Titanium dioxide nanoparticles (TiO-NPs) are used in the production of various industrial and commercial products and reported to cause neurotoxicity in Sprague Dawley rats. Fortunellin (FRN) is a potent flavonoid with diverse biological properties. This research experiment was performed to explore the protective role FRN against TiO-NPs induced brain damage. Thirty-six male Sprague Dawley rats were categorized into control, TiO-NPs (120 mgkg), TiO-NPs (120 mgkg) + FRN (20 mgkg), and FRN (20 mgkg) treated groups. TiO-NPs significantly (p < 0.001) provoked the expressions of High-Mobility Group Box 1 (HMGB1) (4.1-fold), NLRP3 inflammasome (3.7-fold), nuclear factor-kappa B (NF-κB) (4.4-fold), interleukin-6 (IL-6) (4.0-fold), Receptor for Advanced Glycation End products (RAGE) (3.9-fold), Cyclooxygenase-2 (COX-2) (3.5-fold), interleukin-1 beta (IL-1β) (4.1-fold), and tumor necrosis-factor-alpha (TNF-α) (4.6-fold) in brain tissues. The enzymatic activities of HO-1 (52%), GPx (43%), SOD (49%), GST (46%), GSH (57%), CAT (41%), and GSR (45%) were suppressed (p < 0.001) while the concentrations of ROS (2.8-fold) & MDA (3.2-fold) were promoted substantially (p < 0.001) after TiO-NPs intoxication. Moreover, brain health was compromised after TiO-NPs exposure which is evident by reduced concentrations of nerve growth factor (NGF) (58%), Synaptophysin (63%), glial cell line derived neurotrophic factor (GDNF) (54%), postsynaptic density 95 (PSD-95) (49%), and brain-derived neurotrophic factor (BDNF) (61%).

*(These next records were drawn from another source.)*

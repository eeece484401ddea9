//! Lighter REST client for the mirror account.
//!
//! Handles:
//! - account balance and position queries
//! - order book tops for pricing
//! - signing and submitting market orders
//!
//! Orders are signed with the API key's secp256k1 key over the keccak hash of
//! the serialized transaction body.

use std::str::FromStr;
use std::time::Duration;

use alloy_signer::Signer;
use alloy_signer_local::PrivateKeySigner;
use anyhow::{Context, Result};
use async_trait::async_trait;
use reqwest::Client;
use rust_decimal::prelude::ToPrimitive;
use rust_decimal::{Decimal, RoundingStrategy};
use serde::de::DeserializeOwned;
use tracing::debug;

use crate::models::{OrderSide, Side, VenuePosition};

use super::types::*;
use super::venue::{BookTop, ExecutionVenue, MarketOrder, OrderAck, VenueError};

/// Lighter API base URLs
pub const MAINNET_URL: &str = "https://mainnet.zklighter.elliot.ai";
pub const TESTNET_URL: &str = "https://testnet.zklighter.elliot.ai";

const DEFAULT_TIMEOUT: Duration = Duration::from_secs(30);

const TX_TYPE_CREATE_ORDER: u8 = 14;
const ORDER_TYPE_MARKET: u8 = 1;
const TIME_IN_FORCE_IOC: u8 = 0;

/// A perpetual market on Lighter and its integer precisions.
#[derive(Debug, Clone, Copy, PartialEq, Eq)]
pub struct MarketSpec {
    pub symbol: &'static str,
    pub index: u32,
    pub size_decimals: u32,
    pub price_decimals: u32,
}

/// Markets the bot can mirror.
pub const MARKETS: &[MarketSpec] = &[
    MarketSpec {
        symbol: "ETH",
        index: 0,
        size_decimals: 4,
        price_decimals: 2,
    },
    MarketSpec {
        symbol: "BTC",
        index: 1,
        size_decimals: 5,
        price_decimals: 1,
    },
    MarketSpec {
        symbol: "SOL",
        index: 2,
        size_decimals: 3,
        price_decimals: 3,
    },
];

/// Strip pair suffixes so "eth-perp", "ETH/USDC" and "ETH" agree.
pub fn normalize_symbol(symbol: &str) -> String {
    symbol
        .to_uppercase()
        .replace("-PERP", "")
        .replace("/USDC", "")
        .replace("-USD", "")
}

/// Look up the market for a symbol.
pub fn market_for_symbol(symbol: &str) -> Result<&'static MarketSpec, VenueError> {
    let clean = normalize_symbol(symbol);
    MARKETS
        .iter()
        .find(|m| m.symbol == clean)
        .ok_or_else(|| VenueError::UnknownSymbol(symbol.to_string()))
}

/// Symbol for a market index, `UNKNOWN_<n>` when unmapped.
pub fn symbol_for_market(index: u32) -> String {
    MARKETS
        .iter()
        .find(|m| m.index == index)
        .map(|m| m.symbol.to_string())
        .unwrap_or_else(|| format!("UNKNOWN_{}", index))
}

/// Truncate `size` to the market's size precision. Unmapped symbols pass through.
pub fn tradable_size(symbol: &str, size: Decimal) -> Decimal {
    match market_for_symbol(symbol) {
        Ok(market) => size.round_dp_with_strategy(market.size_decimals, RoundingStrategy::ToZero),
        Err(_) => size,
    }
}

/// Convert a decimal to integer units with `decimals` places, truncating.
fn to_units(value: Decimal, decimals: u32) -> Result<i64, VenueError> {
    (value * Decimal::from(10i64.pow(decimals)))
        .trunc()
        .to_i64()
        .ok_or_else(|| VenueError::Malformed(format!("amount out of range: {}", value)))
}

fn build_http() -> Result<Client> {
    Client::builder()
        .timeout(DEFAULT_TIMEOUT)
        .build()
        .context("Failed to create HTTP client")
}

/// Credentials and network selection for the mirror account.
#[derive(Debug, Clone)]
pub struct LighterConfig {
    pub api_private_key: String,
    pub account_index: u64,

    /// API key slot (3-254 are usable)
    pub api_key_index: u8,

    pub testnet: bool,
}

impl LighterConfig {
    /// Read from environment variables:
    /// - LIGHTER_API_PRIVATE_KEY
    /// - LIGHTER_ACCOUNT_INDEX
    /// - LIGHTER_API_KEY_INDEX (defaults to 3)
    /// - LIGHTER_TESTNET (defaults to true)
    pub fn from_env() -> Result<Self> {
        let api_private_key = std::env::var("LIGHTER_API_PRIVATE_KEY")
            .context("LIGHTER_API_PRIVATE_KEY not set")?;
        let account_index: u64 = std::env::var("LIGHTER_ACCOUNT_INDEX")
            .context("LIGHTER_ACCOUNT_INDEX not set")?
            .parse()
            .context("Invalid LIGHTER_ACCOUNT_INDEX")?;
        let api_key_index: u8 = std::env::var("LIGHTER_API_KEY_INDEX")
            .unwrap_or_else(|_| "3".to_string())
            .parse()
            .context("Invalid LIGHTER_API_KEY_INDEX")?;
        let testnet = env_flag("LIGHTER_TESTNET", true);

        Ok(Self {
            api_private_key,
            account_index,
            api_key_index,
            testnet,
        })
    }

    pub fn base_url(&self) -> &'static str {
        if self.testnet {
            TESTNET_URL
        } else {
            MAINNET_URL
        }
    }
}

/// Read a boolean environment variable ("true"/"1"/"yes").
pub fn env_flag(name: &str, default: bool) -> bool {
    match std::env::var(name) {
        Ok(v) => matches!(v.trim().to_lowercase().as_str(), "true" | "1" | "yes"),
        Err(_) => default,
    }
}

/// REST client for trading on Lighter.
pub struct LighterClient {
    http: Client,

    /// Absent for a quotes-only client
    signer: Option<PrivateKeySigner>,

    account_index: u64,
    api_key_index: u8,
    base_url: String,
}

impl LighterClient {
    pub fn new(config: &LighterConfig) -> Result<Self> {
        Self::with_base_url(config, config.base_url().to_string())
    }

    /// Create with custom base URL (for testing).
    pub fn with_base_url(config: &LighterConfig, base_url: String) -> Result<Self> {
        let pk = config
            .api_private_key
            .strip_prefix("0x")
            .unwrap_or(&config.api_private_key);
        let signer = PrivateKeySigner::from_str(pk).context("Invalid Lighter API private key")?;

        Ok(Self {
            http: build_http()?,
            signer: Some(signer),
            account_index: config.account_index,
            api_key_index: config.api_key_index,
            base_url,
        })
    }

    /// Client that can read public market data but not trade.
    pub fn quotes_only(testnet: bool) -> Result<Self> {
        let base_url = if testnet { TESTNET_URL } else { MAINNET_URL };

        Ok(Self {
            http: build_http()?,
            signer: None,
            account_index: 0,
            api_key_index: 0,
            base_url: base_url.to_string(),
        })
    }

    async fn get_json<T: DeserializeOwned>(&self, path: &str) -> Result<T, VenueError> {
        let url = format!("{}{}", self.base_url, path);
        debug!(url = %url, "Lighter GET");

        let resp = self.http.get(&url).send().await?;

        if !resp.status().is_success() {
            let status = resp.status().as_u16();
            let body = resp.text().await.unwrap_or_default();
            return Err(VenueError::Status { status, body });
        }

        let body = resp.text().await?;
        serde_json::from_str(&body).map_err(|e| VenueError::Malformed(format!("{}: {}", path, e)))
    }

    /// Fetch our account record.
    pub async fn account(&self) -> Result<LighterAccount, VenueError> {
        let resp: AccountResponse = self
            .get_json(&format!("/api/v1/account?by=index&value={}", self.account_index))
            .await?;

        resp.accounts.into_iter().next().ok_or_else(|| {
            VenueError::Malformed(format!("account {} not found", self.account_index))
        })
    }

    async fn next_nonce(&self) -> Result<i64, VenueError> {
        let resp: NextNonce = self
            .get_json(&format!(
                "/api/v1/nextNonce?account_index={}&api_key_index={}",
                self.account_index, self.api_key_index
            ))
            .await?;
        Ok(resp.nonce)
    }

    /// Serialize the transaction and attach its signature.
    async fn sign_tx(&self, tx: &CreateOrderTx) -> Result<String, VenueError> {
        let body = serde_json::to_vec(tx).map_err(|e| VenueError::Signing(e.to_string()))?;
        let hash = alloy_primitives::keccak256(&body);

        let signer = self
            .signer
            .as_ref()
            .ok_or_else(|| VenueError::Signing("no API key configured".to_string()))?;
        let signature = signer
            .sign_hash(&hash)
            .await
            .map_err(|e| VenueError::Signing(e.to_string()))?;

        let mut info = serde_json::to_value(tx).map_err(|e| VenueError::Signing(e.to_string()))?;
        info["sig"] = serde_json::Value::String(format!("0x{}", hex::encode(signature.as_bytes())));

        Ok(info.to_string())
    }

    fn build_order_tx(
        &self,
        market: &MarketSpec,
        order: &MarketOrder,
        nonce: i64,
    ) -> Result<CreateOrderTx, VenueError> {
        let base_amount = to_units(order.size, market.size_decimals)?;
        if base_amount <= 0 {
            return Err(VenueError::Rejected(format!(
                "size {} below {} precision",
                order.size, market.symbol
            )));
        }

        Ok(CreateOrderTx {
            account_index: self.account_index,
            api_key_index: self.api_key_index,
            market_index: market.index,
            client_order_index: order.client_order_index,
            base_amount,
            price: to_units(order.limit_price, market.price_decimals)?,
            is_ask: order.side == OrderSide::Sell,
            order_type: ORDER_TYPE_MARKET,
            time_in_force: TIME_IN_FORCE_IOC,
            reduce_only: order.reduce_only,
            order_expiry: 0,
            nonce,
        })
    }
}

#[async_trait]
impl ExecutionVenue for LighterClient {
    async fn available_balance(&self) -> Result<Decimal, VenueError> {
        let account = self.account().await?;
        parse_amount("available_balance", &account.available_balance)
    }

    async fn positions(&self) -> Result<Vec<VenuePosition>, VenueError> {
        let account = self.account().await?;

        let mut positions = Vec::new();
        for p in account.positions {
            let symbol = if p.symbol.is_empty() {
                symbol_for_market(p.market_id)
            } else {
                p.symbol.to_uppercase()
            };

            let size = parse_amount(&format!("{} position", symbol), &p.position)?.abs();
            if size.is_zero() {
                continue;
            }

            positions.push(VenuePosition {
                market_index: p.market_id,
                side: if p.sign > 0 { Side::Long } else { Side::Short },
                size,
                entry_price: parse_optional_amount(
                    &format!("{} avg_entry_price", symbol),
                    p.avg_entry_price.as_deref(),
                )?,
                position_value: parse_optional_amount(
                    &format!("{} position_value", symbol),
                    p.position_value.as_deref(),
                )?,
                unrealized_pnl: parse_optional_amount(
                    &format!("{} unrealized_pnl", symbol),
                    p.unrealized_pnl.as_deref(),
                )?,
                symbol,
            });
        }

        Ok(positions)
    }

    async fn book_top(&self, symbol: &str) -> Result<BookTop, VenueError> {
        let market = market_for_symbol(symbol)?;
        let book: OrderBookOrders = self
            .get_json(&format!(
                "/api/v1/orderBookOrders?market_id={}&limit=1",
                market.index
            ))
            .await?;

        let bid = book
            .bids
            .first()
            .map(|b| parse_amount(&format!("{} bid", market.symbol), &b.price))
            .transpose()?;
        let ask = book
            .asks
            .first()
            .map(|a| parse_amount(&format!("{} ask", market.symbol), &a.price))
            .transpose()?;

        Ok(BookTop { bid, ask })
    }

    async fn submit_market_order(&self, order: &MarketOrder) -> Result<OrderAck, VenueError> {
        let market = market_for_symbol(&order.symbol)?;
        let nonce = self.next_nonce().await?;
        let tx = self.build_order_tx(market, order, nonce)?;
        let tx_info = self.sign_tx(&tx).await?;

        let url = format!("{}/api/v1/sendTx", self.base_url);
        let resp = self
            .http
            .post(&url)
            .form(&SendTxRequest {
                tx_type: TX_TYPE_CREATE_ORDER,
                tx_info,
            })
            .send()
            .await?;

        if !resp.status().is_success() {
            let status = resp.status().as_u16();
            let body = resp.text().await.unwrap_or_default();
            return Err(VenueError::Status { status, body });
        }

        let body = resp.text().await?;
        let result: SendTxResponse = serde_json::from_str(&body)
            .map_err(|e| VenueError::Malformed(format!("sendTx: {}", e)))?;

        if result.code != 200 {
            return Err(VenueError::Rejected(
                result
                    .message
                    .unwrap_or_else(|| format!("code {}", result.code)),
            ));
        }

        Ok(OrderAck {
            tx_ref: result.tx_hash,
        })
    }
}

Besides, TiO-NPs administration significantly (p < 0.001) exacerbated Caspase-9 (3.2-fold), Bax (2.9-fold), and Caspase-3 (3.5%) while reducing Bcl-2 (55%). Histological scoring revealed TiO-NPs caused severe cortical and hippocampal degeneration (Injury score: 2.7 ± 0.2 vs 0.3 ± 0.14 in control; p < 0.001). However, FRN concurrent supplementation remarkably alleviated aforementioned alterations, restoring antioxidant enzyme's levels by 35-62%, reducing inflammatory gene's expression by up to 72%, improving neurotropic factors level by 45-58% and reducing apoptotic indices by 61-69% (p < 0.01). FRN shows promise result as a neuroprotective agent in rats, warranting further research.